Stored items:

▼

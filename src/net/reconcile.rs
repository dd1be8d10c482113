//! Listener reconciliation: the hot-rehash delta algorithm.
//!
//! # Responsibilities
//! - Diff the desired bind set against the live registry on textual
//!   (address, port) identity
//! - Bind additions one at a time, isolating per-entry failures
//! - Evict and close listeners the new config no longer names
//! - Leave overlapping listeners completely untouched so a rehash never
//!   interrupts already-served endpoints
//!
//! # Design Decisions
//! - Two-pass compute-then-apply: the delta is derived from an immutable
//!   snapshot, never by erasing from a collection while scanning it
//! - Keys compare on configured text ("*" normalized to ""), not resolved
//!   addresses; two spellings of the same IP are different listeners
//! - Removals are skipped when the registry started empty or the desired
//!   list is empty: no removals from an uninitialized baseline
//! - Duplicate desired entries are a config-validation concern; a
//!   duplicate that slips through fails its own bind attempt loudly
//!   instead of being silently collapsed

use std::collections::BTreeSet;

use serde::Serialize;

use crate::net::address;
use crate::net::binder;
use crate::net::registry::{ListenerKey, ListenerRegistry};
use crate::net::socket::Transport;
use crate::observability::events::{BindEvent, BindEventSink, BindOutcome};

/// Type discriminator for client-facing binds; anything else is reserved
/// for future listener classes (server links) and ignored here.
pub const CLIENTS_KIND: &str = "clients";

/// Desired-state entry for one listener, produced by the config layer.
#[derive(Debug, Clone, PartialEq, Eq, Serialize)]
pub struct BindSpec {
    /// Numeric address text, empty, or the `*` wildcard marker.
    pub address: String,
    pub port: u16,
    pub transport: Transport,
    /// Pending-connection queue size handed to listen(2).
    pub backlog: i32,
    /// Listener class; only [`CLIENTS_KIND`] is bound today.
    #[serde(rename = "type")]
    pub kind: String,
}

impl BindSpec {
    pub fn new(
        address: impl Into<String>,
        port: u16,
        transport: Transport,
        backlog: i32,
        kind: impl Into<String>,
    ) -> Self {
        Self {
            address: address.into(),
            port,
            transport,
            backlog,
            kind: kind.into(),
        }
    }

    /// A client-facing stream listener, the common case.
    pub fn client(address: impl Into<String>, port: u16, backlog: i32) -> Self {
        Self::new(address, port, Transport::Stream, backlog, CLIENTS_KIND)
    }

    /// Registry key this spec normalizes to.
    pub fn key(&self) -> ListenerKey {
        ListenerKey::new(address::normalize(&self.address), self.port)
    }

    fn is_clients(&self) -> bool {
        self.kind == CLIENTS_KIND
    }
}

/// One failed bind attempt, kept for the rehash orchestrator's report.
#[derive(Debug, Clone, PartialEq, Eq)]
pub struct BindFailure {
    pub address: String,
    pub port: u16,
    pub reason: String,
}

/// Outcome of one reconciliation pass.
#[derive(Debug, Clone, Default, PartialEq, Eq)]
pub struct ReconcileReport {
    /// Newly bound listeners.
    pub bound: usize,
    /// Listeners present in both old and new config, left untouched.
    pub unchanged: usize,
    /// Per-entry failures; partial success is expected and normal.
    pub failures: Vec<BindFailure>,
    /// Listeners closed because the config no longer names them.
    pub removed: Vec<ListenerKey>,
}

impl ReconcileReport {
    /// True when nothing changed: the pass was a no-op.
    pub fn is_quiescent(&self) -> bool {
        self.bound == 0 && self.failures.is_empty() && self.removed.is_empty()
    }
}

/// Normalized key set of the client-facing desired entries, used for the
/// removal delta.
fn desired_keys(desired: &[BindSpec]) -> BTreeSet<ListenerKey> {
    desired
        .iter()
        .filter(|spec| spec.is_clients())
        .map(BindSpec::key)
        .collect()
}

/// Run one reconciliation pass, adjusting `registry` to match `desired`.
///
/// Every attempt, skip, and removal is reported to `sink`. The pass runs
/// each entry to completion: one bad spec never aborts the rest, and a
/// pass never fails as a whole. Severity is communicated through the
/// report's failure list.
pub fn reconcile(
    registry: &mut ListenerRegistry,
    desired: &[BindSpec],
    sink: &dyn BindEventSink,
) -> ReconcileReport {
    let old: BTreeSet<ListenerKey> = registry.snapshot().into_iter().collect();
    let started_with_nothing = old.is_empty();
    let new = desired_keys(desired);

    let mut report = ReconcileReport::default();

    for spec in desired.iter().filter(|spec| spec.is_clients()) {
        let key = spec.key();

        if old.contains(&key) {
            report.unchanged += 1;
            sink.record(BindEvent {
                address: key.display_address().to_string(),
                port: key.port,
                transport: spec.transport,
                outcome: BindOutcome::AlreadyBound,
                reason: None,
            });
            continue;
        }

        let attempt = binder::bind_listener(&key.address, key.port, spec.transport, spec.backlog)
            .map_err(|err| err.to_string())
            .and_then(|record| {
                registry
                    .insert(record)
                    .map_err(|err| err.to_string())
            });

        match attempt {
            Ok(()) => {
                report.bound += 1;
                sink.record(BindEvent {
                    address: key.display_address().to_string(),
                    port: key.port,
                    transport: spec.transport,
                    outcome: BindOutcome::Bound,
                    reason: None,
                });
            }
            Err(reason) => {
                sink.record(BindEvent {
                    address: key.display_address().to_string(),
                    port: key.port,
                    transport: spec.transport,
                    outcome: BindOutcome::Failed,
                    reason: Some(reason.clone()),
                });
                report.failures.push(BindFailure {
                    address: key.display_address().to_string(),
                    port: key.port,
                    reason,
                });
            }
        }
    }

    if !started_with_nothing && !desired.is_empty() {
        for key in old.difference(&new) {
            // Keys come from the snapshot and nothing else mutates the
            // registry during the pass, so removal cannot miss.
            let Ok(record) = registry.remove(key) else {
                continue;
            };
            sink.record(BindEvent {
                address: key.display_address().to_string(),
                port: key.port,
                transport: record.transport(),
                outcome: BindOutcome::Removed,
                reason: None,
            });
            drop(record);
            report.removed.push(key.clone());
        }
    }

    report
}

#[cfg(test)]
mod tests {
    use super::*;

    #[test]
    fn desired_keys_normalize_wildcard_spelling() {
        let specs = vec![
            BindSpec::client("*", 6667, 128),
            BindSpec::client("", 6697, 128),
        ];
        let keys = desired_keys(&specs);
        assert!(keys.contains(&ListenerKey::new("", 6667)));
        assert!(keys.contains(&ListenerKey::new("", 6697)));
    }

    #[test]
    fn desired_keys_ignore_non_client_kinds() {
        let specs = vec![
            BindSpec::client("", 6667, 128),
            BindSpec::new("", 7001, Transport::Stream, 128, "servers"),
        ];
        let keys = desired_keys(&specs);
        assert_eq!(keys.len(), 1);
        assert!(keys.contains(&ListenerKey::new("", 6667)));
    }

    #[test]
    fn spec_key_uses_textual_identity() {
        // "0.0.0.0" and "" resolve to the same interfaces but are distinct
        // listeners by key.
        let explicit = BindSpec::client("0.0.0.0", 6667, 128);
        let wildcard = BindSpec::client("", 6667, 128);
        assert_ne!(explicit.key(), wildcard.key());
    }

    #[test]
    fn quiescent_report_detection() {
        let mut report = ReconcileReport::default();
        report.unchanged = 3;
        assert!(report.is_quiescent());

        report.bound = 1;
        assert!(!report.is_quiescent());
    }
}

▲

**What is expected**
Go through the lines above. Select every one that has the string "contains".

**Task solution**
        if old.contains(&key) {
        assert!(keys.contains(&ListenerKey::new("", 6667)));
        assert!(keys.contains(&ListenerKey::new("", 6697)));
        assert!(keys.contains(&ListenerKey::new("", 6667)));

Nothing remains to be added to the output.